I need to pull myself together and go into Key West for more than work, there are good movies at the Tropic and parking is available (which it always is for motorcycles of course) but here I am at the end of another short week and no sign of me idly away an afternoon in the metropolis. I am enjoying the outdoors in the out islands just a tad too much. It is pleasant with the added benefit of avoiding encounters like with these good folk who came by and disturbed me, but not my dog, as we hung out on Niles Road on Summerland Key of an afternoon reading and tasting the breeze.
Then they pulled up, got out, left the engine running and walked up to me and pounced.
"It's shallow here," she said staring at the water like a general planning a strategy. Then she turned to me and accused me of knowledge which I desperately wanted to deny. " Fishing good here?" she was as brusque as a New Yorker trying to make friends. "I'm told so," I whispered hoping to escape with my testes intact. "Want to kayak," she barked. "I think its pretty boring," I said, foolishly offering an opinion, "when you've seen one mangrove, you've seen 'em all they say." I have watched squadrons of people battling wind and current on vast expanses of water and they seem to make such a meal of it. I like to paddle gently close in and take my time looking but she didn't seem the type. I figured she'd get bored but I needn't have worried. They strode off ignoring the dog turd and his dog as though we never had existed. Cheyenne had already taken her cue from the visiting general and was practicing ignoring rude people.
I have been reading this rather fun story about a Canadian and his Danish wife riding a Lambretta through Latin America in 1959. I am amazed how little they knew before they set off and I have reflected that they were probably greatly helped by the lack of Internet. Web fora are full of unsolicited advice and cautions that make any potential adventure sound like a death trap. Plus nowadays people seem to need affirmation on line for every planned adventure and ask strangers to tell them how to evaluate their plans for them. In those days knowing nothing we just tended to take off and hope for the best and no one was any the wiser which I think made it easier. Reading this makes me want to get my restored 1979 Vespa ready for a trip before I die. First I need to get the P200 back from the restorer, an interminable process it turns out.
Meanwhile one has to be prepared for a few more years work, including quite a few short weeks when much of the time between Saturdays is mine own to do with as I please and frequently I please to sit and watch the water under the sun.
I like to stop and stare because I think of myself more as a human being than a human doing. Clyde Butcher calls clouds "Florida Mountains." I love his pictures, as technically brilliant as Ansell Adams but very much alive where an Adams picture looks like a still life, to me.

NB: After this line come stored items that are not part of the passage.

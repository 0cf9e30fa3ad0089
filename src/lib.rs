//! Feed-Harvester: a paginated record collector
//!
//! This crate collects people, posts and comments from a paginated JSON API,
//! enriches people with a per-item detail lookup, and publishes every record
//! to an append-only log and a key/value store.

pub mod config;
pub mod crawler;
pub mod model;
pub mod output;
pub mod state;

use thiserror::Error;

/// Main error type for Feed-Harvester operations
#[derive(Debug, Error)]
pub enum HarvestError {
    #[error("Fetch of {url} failed after {attempts} attempt(s): {source}")]
    TransientFetch {
        url: String,
        attempts: u32,
        #[source]
        source: crawler::TransportError,
    },

    #[error("Failed to decode response from {url}: {source}")]
    Decode {
        url: String,
        #[source]
        source: serde_json::Error,
    },

    #[error("URL parse error: {0}")]
    UrlParse(#[from] ::url::ParseError),

    #[error("HTTP client error: {0}")]
    Reqwest(#[from] reqwest::Error),
}

/// Configuration-specific errors
#[derive(Debug, Error)]
pub enum ConfigError {
    #[error("Failed to read config file: {0}")]
    Io(#[from] std::io::Error),

    #[error("Failed to parse TOML: {0}")]
    Parse(#[from] toml::de::Error),

    #[error("Validation error: {0}")]
    Validation(String),

    #[error("Invalid URL in config: {0}")]
    InvalidUrl(String),
}

/// Result type alias for Feed-Harvester operations
pub type Result<T> = std::result::Result<T, HarvestError>;

/// Result type alias for configuration operations
pub type ConfigResult<T> = std::result::Result<T, ConfigError>;

// Re-export commonly used types
pub use config::Config;
pub use model::{Comment, PageRequest, Person, Post, Record, ResourceKind};
pub use output::{RunSummary, UnitOutcome, UnitStatus};
pub use state::UnitState;
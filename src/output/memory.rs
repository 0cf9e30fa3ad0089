//! In-memory sinks
//!
//! Used by `--dry-run` and by tests. Writes are kept in arrival order.

use crate::output::traits::{KeyValueSink, LogMessage, LogSink, SinkResult};
use async_trait::async_trait;
use std::sync::{Mutex, MutexGuard, PoisonError};

/// Locks a sink buffer, recovering it if a writer panicked while holding it
fn lock<T>(buffer: &Mutex<T>) -> MutexGuard<'_, T> {
    buffer.lock().unwrap_or_else(PoisonError::into_inner)
}

/// Log sink that keeps every appended message
#[derive(Debug, Default)]
pub struct MemoryLogSink {
    messages: Mutex<Vec<LogMessage>>,
}

impl MemoryLogSink {
    pub fn new() -> Self {
        Self::default()
    }

    /// Snapshot of all messages appended so far
    pub fn messages(&self) -> Vec<LogMessage> {
        lock(&self.messages).clone()
    }

    pub fn len(&self) -> usize {
        lock(&self.messages).len()
    }

    pub fn is_empty(&self) -> bool {
        self.len() == 0
    }
}

#[async_trait]
impl LogSink for MemoryLogSink {
    async fn append(&self, message: &LogMessage) -> SinkResult<()> {
        lock(&self.messages).push(message.clone());
        Ok(())
    }
}

/// Key/value sink that records every write
#[derive(Debug, Default)]
pub struct MemoryKeyValueSink {
    writes: Mutex<Vec<(String, String)>>,
}

impl MemoryKeyValueSink {
    pub fn new() -> Self {
        Self::default()
    }

    /// Every write in order, including overwrites of the same key
    pub fn writes(&self) -> Vec<(String, String)> {
        lock(&self.writes).clone()
    }

    /// Latest value stored under `key`
    pub fn get(&self, key: &str) -> Option<String> {
        lock(&self.writes)
            .iter()
            .rev()
            .find(|(k, _)| k == key)
            .map(|(_, v)| v.clone())
    }
}

#[async_trait]
impl KeyValueSink for MemoryKeyValueSink {
    async fn put(&self, key: &str, value: &str) -> SinkResult<()> {
        lock(&self.writes).push((key.to_string(), value.to_string()));
        Ok(())
    }
}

I was walking Cheyenne back to the car on William Street in Key West a while back when a stranger approached me and started shouting at me. I stared at him wondering if he needed an ambulance. In fact he had a question about parking but he was so aggressive about it I felt like Ukraine facing down Russia. Whatever happened to saying "Good morning" or "Sorry to bother you..." Instead these crass people just walk up to you and launch into some diatribe or another. This guy needed to know how long you could park on a Key West street and he asked a total stranger trusting me to be honest. Which, as I work for the police, I felt obliged to be truthful. I also felt like asking him to bring his manners next time he travels south but I didn't want to sound like some petulant character out of a Faulkner novel.
How to be a tourist might be the title of the next self help book that needs to be published except no one would buy it because no one wants to be identified as a tourist. Everyone wants to be a traveler, or worse yet, a local, or at least look like one but being aggressive marks you as decidedly not unless you are drunk. For instance, when you have a vast spacious empty parking lot in a beautiful place, park your car properly and take a short gentle stroll, enjoy the scenery, breathe deep of the fresh sea air. Or be crass and park attempting to evade any locomotion at all, and above all never turn your engine off to allow annoying nature to be audible.
But whatever you do, try to summon up those manners your mother never bothered to teach you. Make her proud even if she really couldn't care less, because as nice as it is to live here, being pounced on by strangers does not enhance the experience, y'all.